◆ Brief ◆
Output the records that follow, keeping every line exactly as it is.

[Saved data entries]
• • • •

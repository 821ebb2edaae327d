//! PIN-gated transfer machine (legacy mode).
//!
//! States: `Active -> {Locked, Expired, Consumed}`, all terminal. Every
//! access attempt evaluates in fixed order: expiry, terminal status, PIN,
//! decrypt pipeline. Expiry wins regardless of PIN correctness or
//! remaining attempts.
//!
//! The server generates and holds the keypair in this mode; the PIN is the
//! only credential the receiver needs.

use super::{
    pin, seal_payload, validate_payload, LegacyRecord, LegacyStatus, LegacyTicket, ReleasedFile,
    StatusReport, TransferEngine, TransferId, CAS_RETRY_LIMIT, MAX_PIN_ATTEMPTS,
};
use crate::crypto::elgamal::{self, DEFAULT_PRIME_BITS};
use crate::error::{Error, Result};
use crate::logging::RedactedHex;
use crate::storage::TransferStore;
use rand::{CryptoRng, RngCore};
use tracing::{info, warn};

impl<S: TransferStore> TransferEngine<S> {
    /// Create a PIN-gated transfer.
    ///
    /// Runs the whole sender pipeline - digest, compress, AES-encrypt,
    /// ElGamal-encrypt the key to a server-generated keypair - then
    /// persists the record and mints the PIN. `ttl_secs` fixes the expiry
    /// timestamp, which is immutable afterwards.
    pub fn initiate_legacy(
        &self,
        rng: &mut (impl RngCore + CryptoRng),
        file_name: &str,
        payload: &[u8],
        ttl_secs: i64,
        intended_receiver: Option<&str>,
    ) -> Result<LegacyTicket> {
        validate_payload(file_name, payload)?;
        let now = chrono::Utc::now().timestamp();
        let expires_at = now + ttl_secs;

        let (public, private) = elgamal::generate_keypair(rng, DEFAULT_PRIME_BITS)?;
        let sealed = seal_payload(rng, &public, payload)?;

        let pin = pin::generate_pin(rng);
        let id = TransferId::generate(rng);
        let record = LegacyRecord {
            id,
            version: 0,
            status: LegacyStatus::Active,
            ciphertext: sealed.ciphertext,
            encrypted_key: sealed.encrypted_key,
            private_key_p: private.p.to_bytes_be(),
            private_key_x: private.exponent_bytes().to_vec(),
            digest: sealed.digest,
            hashed_pin: pin::hash_pin(&pin),
            attempt_count: 0,
            expires_at,
            file_name: file_name.to_string(),
            tree: sealed.tree,
            original_size: sealed.stats.original_size,
            compressed_size: sealed.stats.compressed_size,
            intended_receiver: intended_receiver.map(str::to_string),
            actual_receiver: None,
            accessed_at: None,
            created_at: now,
        };
        self.store().create_legacy(&record)?;

        let id_hex = id.to_hex();
        info!(
            id = %RedactedHex(&id_hex),
            size = payload.len(),
            compressed = sealed.stats.compressed_size,
            "legacy transfer created"
        );
        Ok(LegacyTicket {
            id: id_hex,
            pin,
            expires_at,
            stats: sealed.stats,
        })
    }

    /// Attempt to access a PIN-gated transfer.
    ///
    /// On success the record transitions to `Consumed` and its payload is
    /// purged: the plaintext is released exactly once. A digest mismatch
    /// aborts without consuming the record or counting an attempt.
    /// `receiver` is recorded as an audit label, never enforced.
    pub fn access_legacy(
        &self,
        id: &TransferId,
        pin_attempt: &str,
        receiver: Option<&str>,
    ) -> Result<ReleasedFile> {
        for _ in 0..CAS_RETRY_LIMIT {
            let mut record = self.store().get_legacy(id)?.ok_or(Error::NotFound)?;
            let observed_version = record.version;
            let now = chrono::Utc::now().timestamp();
            let id_hex = id.to_hex();

            // 1. Expiry wins over PIN correctness and remaining attempts.
            if now >= record.expires_at {
                if record.status == LegacyStatus::Active {
                    record.status = LegacyStatus::Expired;
                    record.purge();
                    record.accessed_at = Some(now);
                    if !self
                        .store()
                        .compare_and_update_legacy(observed_version, &record)?
                    {
                        continue;
                    }
                    info!(id = %RedactedHex(&id_hex), "expired transfer accessed");
                }
                return Err(Error::Expired);
            }

            // 2. Terminal states answer immediately, no further mutation.
            match record.status {
                LegacyStatus::Locked => return Err(Error::AttemptsExceeded),
                LegacyStatus::Consumed => return Err(Error::Consumed),
                LegacyStatus::Expired => return Err(Error::Expired),
                LegacyStatus::Active => {}
            }

            // 3. A PIN mismatch is a persisted mutation: the attempt count
            // moves atomically or not at all.
            if !pin::verify_pin(pin_attempt, &record.hashed_pin) {
                record.attempt_count += 1;
                record.accessed_at = Some(now);
                let locked = record.attempt_count >= MAX_PIN_ATTEMPTS;
                if locked {
                    record.status = LegacyStatus::Locked;
                }
                if !self
                    .store()
                    .compare_and_update_legacy(observed_version, &record)?
                {
                    continue;
                }
                if locked {
                    warn!(id = %RedactedHex(&id_hex), "transfer locked after repeated pin mismatches");
                    return Err(Error::AttemptsExceeded);
                }
                warn!(
                    id = %RedactedHex(&id_hex),
                    attempts = record.attempt_count,
                    "pin mismatch"
                );
                return Err(Error::PinMismatch {
                    attempts_remaining: MAX_PIN_ATTEMPTS - record.attempt_count,
                });
            }

            // 4. Decrypt pipeline. Any failure here aborts the call with
            // the persisted state untouched; IntegrityMismatch in
            // particular leaves the record retryable.
            let private = elgamal::ElGamalPrivateKey::from_exponent_bytes(
                &record.private_key_p,
                &record.private_key_x,
            )
            .map_err(|_| Error::Decryption("stored key material is malformed".into()))?;
            let plaintext = super::open_payload(
                &private,
                &record.ciphertext,
                &record.encrypted_key,
                &record.tree,
                record.original_size,
                &record.digest,
            )?;

            let file_name = record.file_name.clone();
            record.status = LegacyStatus::Consumed;
            record.purge();
            record.actual_receiver = receiver.map(str::to_string);
            record.accessed_at = Some(now);
            if !self
                .store()
                .compare_and_update_legacy(observed_version, &record)?
            {
                // Another access won the race; never release twice.
                continue;
            }

            info!(id = %RedactedHex(&id_hex), "transfer consumed");
            return Ok(ReleasedFile {
                file_name,
                bytes: plaintext,
            });
        }
        Err(Error::Storage("record contention retry limit reached".into()))
    }

    /// Read-only status view of a PIN-gated transfer.
    ///
    /// Reports expiry lazily without mutating the record.
    pub fn legacy_status(&self, id: &TransferId) -> Result<StatusReport> {
        let record = self.store().get_legacy(id)?.ok_or(Error::NotFound)?;
        let now = chrono::Utc::now().timestamp();
        let status = if now >= record.expires_at && record.status == LegacyStatus::Active {
            LegacyStatus::Expired
        } else {
            record.status
        };
        Ok(StatusReport {
            status: status.as_str().to_string(),
            attempts_remaining: MAX_PIN_ATTEMPTS.saturating_sub(record.attempt_count),
            expires_in_secs: (record.expires_at - now).max(0),
        })
    }
}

• • • •

◆ Exercise result ◆
repository 821ebb2edaae327d
//! PIN-gated transfer machine (legacy mode).
//!
//! States: `Active -> {Locked, Expired, Consumed}`, all terminal. Every
//! access attempt evaluates in fixed order: expiry, terminal status, PIN,
//! decrypt pipeline. Expiry wins regardless of PIN correctness or
//! remaining attempts.
//!
//! The server generates and holds the keypair in this mode; the PIN is the
//! only credential the receiver needs.

use super::{
    pin, seal_payload, validate_payload, LegacyRecord, LegacyStatus, LegacyTicket, ReleasedFile,
    StatusReport, TransferEngine, TransferId, CAS_RETRY_LIMIT, MAX_PIN_ATTEMPTS,
};
use crate::crypto::elgamal::{self, DEFAULT_PRIME_BITS};
use crate::error::{Error, Result};
use crate::logging::RedactedHex;
use crate::storage::TransferStore;
use rand::{CryptoRng, RngCore};
use tracing::{info, warn};

impl<S: TransferStore> TransferEngine<S> {
    /// Create a PIN-gated transfer.
    ///
    /// Runs the whole sender pipeline - digest, compress, AES-encrypt,
    /// ElGamal-encrypt the key to a server-generated keypair - then
    /// persists the record and mints the PIN. `ttl_secs` fixes the expiry
    /// timestamp, which is immutable afterwards.
    pub fn initiate_legacy(
        &self,
        rng: &mut (impl RngCore + CryptoRng),
        file_name: &str,
        payload: &[u8],
        ttl_secs: i64,
        intended_receiver: Option<&str>,
    ) -> Result<LegacyTicket> {
        validate_payload(file_name, payload)?;
        let now = chrono::Utc::now().timestamp();
        let expires_at = now + ttl_secs;

        let (public, private) = elgamal::generate_keypair(rng, DEFAULT_PRIME_BITS)?;
        let sealed = seal_payload(rng, &public, payload)?;

        let pin = pin::generate_pin(rng);
        let id = TransferId::generate(rng);
        let record = LegacyRecord {
            id,
            version: 0,
            status: LegacyStatus::Active,
            ciphertext: sealed.ciphertext,
            encrypted_key: sealed.encrypted_key,
            private_key_p: private.p.to_bytes_be(),
            private_key_x: private.exponent_bytes().to_vec(),
            digest: sealed.digest,
            hashed_pin: pin::hash_pin(&pin),
            attempt_count: 0,
            expires_at,
            file_name: file_name.to_string(),
            tree: sealed.tree,
            original_size: sealed.stats.original_size,
            compressed_size: sealed.stats.compressed_size,
            intended_receiver: intended_receiver.map(str::to_string),
            actual_receiver: None,
            accessed_at: None,
            created_at: now,
        };
        self.store().create_legacy(&record)?;

        let id_hex = id.to_hex();
        info!(
            id = %RedactedHex(&id_hex),
            size = payload.len(),
            compressed = sealed.stats.compressed_size,
            "legacy transfer created"
        );
        Ok(LegacyTicket {
            id: id_hex,
            pin,
            expires_at,
            stats: sealed.stats,
        })
    }

    /// Attempt to access a PIN-gated transfer.
    ///
    /// On success the record transitions to `Consumed` and its payload is
    /// purged: the plaintext is released exactly once. A digest mismatch
    /// aborts without consuming the record or counting an attempt.
    /// `receiver` is recorded as an audit label, never enforced.
    pub fn access_legacy(
        &self,
        id: &TransferId,
        pin_attempt: &str,
        receiver: Option<&str>,
    ) -> Result<ReleasedFile> {
        for _ in 0..CAS_RETRY_LIMIT {
            let mut record = self.store().get_legacy(id)?.ok_or(Error::NotFound)?;
            let observed_version = record.version;
            let now = chrono::Utc::now().timestamp();
            let id_hex = id.to_hex();

            // 1. Expiry wins over PIN correctness and remaining attempts.
            if now >= record.expires_at {
                if record.status == LegacyStatus::Active {
                    record.status = LegacyStatus::Expired;
                    record.purge();
                    record.accessed_at = Some(now);
                    if !self
                        .store()
                        .compare_and_update_legacy(observed_version, &record)?
                    {
                        continue;
                    }
                    info!(id = %RedactedHex(&id_hex), "expired transfer accessed");
                }
                return Err(Error::Expired);
            }

            // 2. Terminal states answer immediately, no further mutation.
            match record.status {
                LegacyStatus::Locked => return Err(Error::AttemptsExceeded),
                LegacyStatus::Consumed => return Err(Error::Consumed),
                LegacyStatus::Expired => return Err(Error::Expired),
                LegacyStatus::Active => {}
            }

            // 3. A PIN mismatch is a persisted mutation: the attempt count
            // moves atomically or not at all.
            if !pin::verify_pin(pin_attempt, &record.hashed_pin) {
                record.attempt_count += 1;
                record.accessed_at = Some(now);
                let locked = record.attempt_count >= MAX_PIN_ATTEMPTS;
                if locked {
                    record.status = LegacyStatus::Locked;
                }
                if !self
                    .store()
                    .compare_and_update_legacy(observed_version, &record)?
                {
                    continue;
                }
                if locked {
                    warn!(id = %RedactedHex(&id_hex), "transfer locked after repeated pin mismatches");
                    return Err(Error::AttemptsExceeded);
                }
                warn!(
                    id = %RedactedHex(&id_hex),
                    attempts = record.attempt_count,
                    "pin mismatch"
                );
                return Err(Error::PinMismatch {
                    attempts_remaining: MAX_PIN_ATTEMPTS - record.attempt_count,
                });
            }

            // 4. Decrypt pipeline. Any failure here aborts the call with
            // the persisted state untouched; IntegrityMismatch in
            // particular leaves the record retryable.
            let private = elgamal::ElGamalPrivateKey::from_exponent_bytes(
                &record.private_key_p,
                &record.private_key_x,
            )
            .map_err(|_| Error::Decryption("stored key material is malformed".into()))?;
            let plaintext = super::open_payload(
                &private,
                &record.ciphertext,
                &record.encrypted_key,
                &record.tree,
                record.original_size,
                &record.digest,
            )?;

            let file_name = record.file_name.clone();
            record.status = LegacyStatus::Consumed;
            record.purge();
            record.actual_receiver = receiver.map(str::to_string);
            record.accessed_at = Some(now);
            if !self
                .store()
                .compare_and_update_legacy(observed_version, &record)?
            {
                // Another access won the race; never release twice.
                continue;
            }

            info!(id = %RedactedHex(&id_hex), "transfer consumed");
            return Ok(ReleasedFile {
                file_name,
                bytes: plaintext,
            });
        }
        Err(Error::Storage("record contention retry limit reached".into()))
    }

    /// Read-only status view of a PIN-gated transfer.
    ///
    /// Reports expiry lazily without mutating the record.
    pub fn legacy_status(&self, id: &TransferId) -> Result<StatusReport> {
        let record = self.store().get_legacy(id)?.ok_or(Error::NotFound)?;
        let now = chrono::Utc::now().timestamp();
        let status = if now >= record.expires_at && record.status == LegacyStatus::Active {
            LegacyStatus::Expired
        } else {
            record.status
        };
        Ok(StatusReport {
            status: status.as_str().to_string(),
            attempts_remaining: MAX_PIN_ATTEMPTS.saturating_sub(record.attempt_count),
            expires_in_secs: (record.expires_at - now).max(0),
        })
    }
}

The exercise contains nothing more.